Prompt:
Please print each entry below exactly as it reads.

[Opening Supplied data section]

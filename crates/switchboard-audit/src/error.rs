//! Error types for the audit crate.

use thiserror::Error;

/// Errors that can occur while handling audit events.
#[derive(Debug, Error)]
pub enum AuditError {
    /// Failed to serialize an event.
    #[error("serialization failed: {0}")]
    Serialization(#[from] serde_json::Error),
}

/// Result type alias for audit operations.
pub type Result<T> = std::result::Result<T, AuditError>;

[Closing Supplied data section]

Finished task:
filename crates/switchboard-audit/src/error.rs
//! Error types for the audit crate.

use thiserror::Error;

/// Errors that can occur while handling audit events.
#[derive(Debug, Error)]
pub enum AuditError {
    /// Failed to serialize an event.
    #[error("serialization failed: {0}")]
    Serialization(#[from] serde_json::Error),
}

/// Result type alias for audit operations.
pub type Result<T> = std::result::Result<T, AuditError>;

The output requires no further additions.